Modernism from the National Gallery of Art: The Robert & Jane Meyerhoff Collection

Shotgun Review

Modernism from the National Gallery of Art: The Robert & Jane Meyerhoff Collection

By John Zarobell September 25, 2014

The exhibition Modernism from the National Gallery of Art: The Robert & Jane Meyerhoff Collection features late modern and even postmodern art works, and for enthusiasts of American mid-twentieth-century painting, this show is bound to provide satisfaction. There are numerous gems in this exhibition, if one can call an 8-by-6-foot painting a gem; Kelly, Stella, Rauschenberg, and Lichtenstein are all represented by strong works. By assembling this impressive array, the Meyerhoffs display a keen eye and a distinctive point of view.  Like any collection, it has its ups and downs, but the ups are pretty high.

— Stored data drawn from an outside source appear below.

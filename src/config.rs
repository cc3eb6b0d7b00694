//! Migration runner configuration
//!
//! [`MigrateConfig::load`] reads the `[migrate]` section of
//! `config/docshift.toml` (optional) and then environment variables such as
//! `DOCSHIFT__MIGRATE__URI`, which take precedence.

use crate::connection::ConnectOptions;
use crate::migration::{RunnerOptions, UndoAllStrategy, DEFAULT_COLLECTION};
use config::{Config, ConfigError, Environment, File};
use serde::Deserialize;
use std::path::{Path, PathBuf};
use std::time::Duration;

/// Default location of the configuration file, relative to the working directory
pub const DEFAULT_CONFIG_PATH: &str = "config/docshift.toml";

const ENV_PREFIX: &str = "DOCSHIFT";
const SECTION: &str = "migrate";

#[derive(Debug, Clone, Deserialize)]
pub struct MigrateConfig {
    #[serde(default = "default_uri")]
    pub uri: String,
    #[serde(default = "default_database")]
    pub database: String,
    #[serde(default)]
    pub options: ConnectOptions,
    /// Ledger collection
    #[serde(default = "default_collection")]
    pub collection: String,
    #[serde(default = "default_migrations_dir")]
    pub migrations_dir: PathBuf,
    /// Overrides the default `.rs` extension filter
    #[serde(default)]
    pub file_ext: Option<String>,
    #[serde(default)]
    pub operation_timeout_seconds: Option<u64>,
    #[serde(default)]
    pub undo_all: UndoAllStrategy,
}

fn default_uri() -> String {
    "file://./data".to_string()
}

fn default_database() -> String {
    "docshift_dev".to_string()
}

fn default_collection() -> String {
    DEFAULT_COLLECTION.to_string()
}

fn default_migrations_dir() -> PathBuf {
    PathBuf::from("migrations")
}

impl Default for MigrateConfig {
    fn default() -> Self {
        Self {
            uri: default_uri(),
            database: default_database(),
            options: ConnectOptions::default(),
            collection: default_collection(),
            migrations_dir: default_migrations_dir(),
            file_ext: None,
            operation_timeout_seconds: None,
            undo_all: UndoAllStrategy::default(),
        }
    }
}

impl MigrateConfig {
    /// Load from `config/docshift.toml`, falling back to env vars.
    ///
    /// # Errors
    ///
    /// Returns `ConfigError` if the file or an environment value is malformed.
    pub fn load() -> Result<Self, ConfigError> {
        Self::load_from(DEFAULT_CONFIG_PATH)
    }

    /// Load from an explicit file (optional), then env vars
    ///
    /// # Errors
    ///
    /// Returns `ConfigError` if the file or an environment value is malformed.
    pub fn load_from(path: impl AsRef<Path>) -> Result<Self, ConfigError> {
        let path = path.as_ref();
        let settings = Config::builder()
            .add_source(File::from(path).required(false))
            .add_source(
                Environment::with_prefix(ENV_PREFIX)
                    .separator("__")
                    .try_parsing(true),
            )
            .build()
            .map_err(|e| {
                ConfigError::Message(format!(
                    "Failed to load migration configuration from {}: {}",
                    path.display(),
                    e
                ))
            })?;

        match settings.get::<MigrateConfig>(SECTION) {
            Ok(config) => Ok(config),
            Err(ConfigError::NotFound(_)) => {
                log::debug!("No [{SECTION}] configuration found; using defaults");
                Ok(Self::default())
            }
            Err(e) => Err(ConfigError::Message(format!(
                "Migration configuration is invalid: {e}"
            ))),
        }
    }

    #[must_use]
    pub fn operation_timeout(&self) -> Option<Duration> {
        self.operation_timeout_seconds.map(Duration::from_secs)
    }

    /// Runner options derived from this configuration
    #[must_use]
    pub fn runner_options(&self) -> RunnerOptions {
        RunnerOptions {
            operation_timeout: self.operation_timeout(),
            undo_all: self.undo_all,
            ..RunnerOptions::default()
        }
    }
}
//! Docshift Migration Library
//!
//! The `docshift-migrate` binary runs with an empty registry, which is enough
//! for `init`, `new` and `status` of an empty directory. Applications that
//! compile their migrations in call [`run`] from their own binary with the
//! registry produced by [`build_script`]:
//!
//! ```rust,ignore
//! include!(concat!(env!("OUT_DIR"), "/migrations.rs"));
//!
//! fn main() -> std::process::ExitCode {
//!     match migration_registry::registry() {
//!         Ok(registry) => docshift_migrate::run(registry, Default::default()),
//!         Err(e) => {
//!             eprintln!("{e}");
//!             std::process::ExitCode::FAILURE
//!         }
//!     }
//! }
//! ```

pub mod build_script;
pub mod cli;
pub mod console;
pub mod scaffold;

use anyhow::Context;
use chrono::Utc;
use clap::Parser;
use cli::{Cli, Commands};
use colored::Colorize;
use console::ConsoleReporter;
use docshift::config::{MigrateConfig, DEFAULT_CONFIG_PATH};
use docshift::migration::{
    run_down, run_status, run_up, DownMode, MigrationHooks, MigrationRegistry, MigrationReporter,
    UndoAllStrategy,
};
use std::ffi::OsString;
use std::path::PathBuf;
use std::process::ExitCode;
use std::sync::Arc;

/// Parse the process arguments and run the command
pub fn run(registry: MigrationRegistry, hooks: MigrationHooks) -> ExitCode {
    run_from(std::env::args_os(), registry, hooks)
}

/// [`run`] with explicit arguments (first item is the program name)
pub fn run_from<I, T>(args: I, registry: MigrationRegistry, hooks: MigrationHooks) -> ExitCode
where
    I: IntoIterator<Item = T>,
    T: Into<OsString> + Clone,
{
    dotenv::dotenv().ok();

    let cli = match Cli::try_parse_from(args) {
        Ok(cli) => cli,
        Err(e) => {
            let _ = e.print();
            return if e.use_stderr() {
                ExitCode::FAILURE
            } else {
                ExitCode::SUCCESS
            };
        }
    };

    init_logging(&cli);

    match execute(&cli, registry, &hooks) {
        Ok(()) => ExitCode::SUCCESS,
        Err(e) => {
            eprintln!("{} {:#}", "❌ Error:".red(), e);
            ExitCode::FAILURE
        }
    }
}

fn init_logging(cli: &Cli) {
    let level = if cli.quiet {
        "error"
    } else if cli.verbose {
        "debug"
    } else {
        "info"
    };
    // A host application may already have installed a logger
    let _ = env_logger::Builder::from_env(env_logger::Env::default().default_filter_or(level))
        .try_init();
}

fn config_path(cli: &Cli) -> PathBuf {
    cli.config
        .clone()
        .unwrap_or_else(|| PathBuf::from(DEFAULT_CONFIG_PATH))
}

/// Configuration file and environment, overridden by command-line flags
///
/// # Errors
///
/// Returns an error if the configuration cannot be loaded.
pub fn resolve_config(cli: &Cli) -> anyhow::Result<MigrateConfig> {
    let path = config_path(cli);
    if !path.is_file() {
        log::warn!(
            "No config found at {}; using defaults and environment. Run `init` to create one.",
            path.display()
        );
    }
    let mut config = MigrateConfig::load_from(&path)
        .with_context(|| format!("loading configuration from {}", path.display()))?;

    if let Some(uri) = &cli.uri {
        config.uri.clone_from(uri);
    }
    if let Some(database) = &cli.database {
        config.database.clone_from(database);
    }
    if let Some(dir) = &cli.migrations_dir {
        config.migrations_dir.clone_from(dir);
    }
    Ok(config)
}

/// Run a parsed command
///
/// # Errors
///
/// Returns any configuration, scaffolding or migration error.
pub fn execute(cli: &Cli, registry: MigrationRegistry, hooks: &MigrationHooks) -> anyhow::Result<()> {
    let reporter: Arc<dyn MigrationReporter> = Arc::new(ConsoleReporter::new(cli.quiet));

    match &cli.command {
        Commands::Init => {
            let migrations_dir = cli
                .migrations_dir
                .clone()
                .unwrap_or_else(|| PathBuf::from("migrations"));
            let config_path = config_path(cli);
            scaffold::init(&migrations_dir, &config_path)?;
            if !cli.quiet {
                println!("✅ Created {}", migrations_dir.display());
                println!("✅ Created {}", config_path.display());
            }
        }
        Commands::New {
            name,
            template_file,
        } => {
            let config = resolve_config(cli)?;
            let created = scaffold::create_migration(
                &config.migrations_dir,
                &scaffold::NewMigrationOptions {
                    name: name.as_deref(),
                    template_file: template_file.as_deref(),
                    extension: config.file_ext.as_deref(),
                },
                Utc::now(),
            )?;
            if !cli.quiet {
                println!(
                    "✅ Created migration {} ({})",
                    created.path.display(),
                    created.class_name
                );
            }
            hooks.run_after_new(&created.path, &created.name);
        }
        Commands::Up => {
            let config = resolve_config(cli)?;
            run_up(&config, Arc::new(registry), hooks, Some(reporter))?;
        }
        Commands::Down(args) => {
            let mut config = resolve_config(cli)?;
            if args.sequential {
                config.undo_all = UndoAllStrategy::ReverseSequential;
            }
            let mode = if args.last { DownMode::Last } else { DownMode::All };
            run_down(&config, Arc::new(registry), mode, hooks, Some(reporter))?;
        }
        Commands::Status => {
            let config = resolve_config(cli)?;
            let status = run_status(&config, Arc::new(registry))?;
            print!("{}", console::format_status(&status));
        }
    }

    Ok(())
}
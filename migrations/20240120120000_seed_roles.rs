//! Migration: seed roles
//!
//! Seeds the built-in roles.

use docshift::executor::{Database, DocError, Document, Filter};
use docshift::migration::Migration;
use serde_json::json;

pub const BUILTIN_ROLES: &[&str] = &["admin", "editor", "viewer"];

pub fn role_document(name: &str) -> Document {
    json!({ "name": name, "builtin": true })
        .as_object()
        .cloned()
        .unwrap_or_default()
}

#[derive(Default)]
pub struct SeedRoles20240120120000;

impl Migration for SeedRoles20240120120000 {
    fn up(&self, db: &Database) -> Result<(), DocError> {
        db.collection("roles")
            .insert_many(BUILTIN_ROLES.iter().map(|name| role_document(name)))?;
        Ok(())
    }

    fn down(&self, db: &Database) -> Result<(), DocError> {
        db.collection("roles")
            .delete_many(&Filter::eq("builtin", true))?;
        Ok(())
    }
}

In the first room, one encounters Rothko’s Untitled (1969): a pair of rectangles set one above the other, a warm dark gray glowering over a silvery expanse. The rectangles are almost equal in size, suggesting a view of a horizon, like looking out to the sea on some overcast night.

Barnett Newman generates further juxtapositions in his Stations of the Cross series (1958–66). The De Young has constructed an enclosure to house this group of fourteen paintings that Newman made over the course of eight years. If one has never seen these works in person, this is the chance; it should not be missed. The installation pairs works across from and adjacent to each other, providing a physical energy in the space that evokes the dichotomy of the spiritual and the material that the artist explored with incredible subtlety and force. All the paintings are black-and-white, hard-edged abstractions on raw canvas, and Newman generated different effects with oils and Magna, an early solvent-based acrylic paint. 

Philip Guston. Courtroom, 1970; Oil on canvas, 67 x 129 in. Collection of Robert and Jane Meyerhoff. Courtesy of National Gallery of Art, Washington, D.C. © Estate of Philip Guston.

Departing this chamber, a visitor tumbles from the sublime to the ridiculous upon encountering Philip Guston’s Courtroom (1970). Made the year that Guston had his first exhibition of representational paintings after more than twenty years as an abstract artist, the painting shows the artist comically condemned, a Klansman in a bloodstained frock, smoking a cigar while a disembodied arm points a finger at him. Behind him is a studio with stretcher bars and a figure deposited head down in a trash bin. Guston’s wit has never been so sharp, and the canvas explodes with a painterly energy. Symbols and subject matter did not deter his exploration of the more ineffable aspects of his medium.  

In the worlds of art criticism or art history, Newmans and late Gustons represent opposite poles. Guston was castigated for his change of direction, but the Meyerhoffs seem to appreciate both approaches. As a viewer moves from Guston to David Salle and Eric Fischl, it becomes clear that American painting may have taken some curves between the ’50s and the ’80s, but it did not change vehicles. The exhibition concludes in a large room with works by Agnes Martin and Brice Marden opposite a massive, late painting-collage by Jean Dubuffet. Encountering these works, one can discern the Americans’ sensibility—one part transcendental, one part exquisite—as distinct from the wild and rangy Frenchman. The Meyerhoffs mostly followed the Americans when assembling this collection; how fitting that these works have come to reside in our National Gallery of Art.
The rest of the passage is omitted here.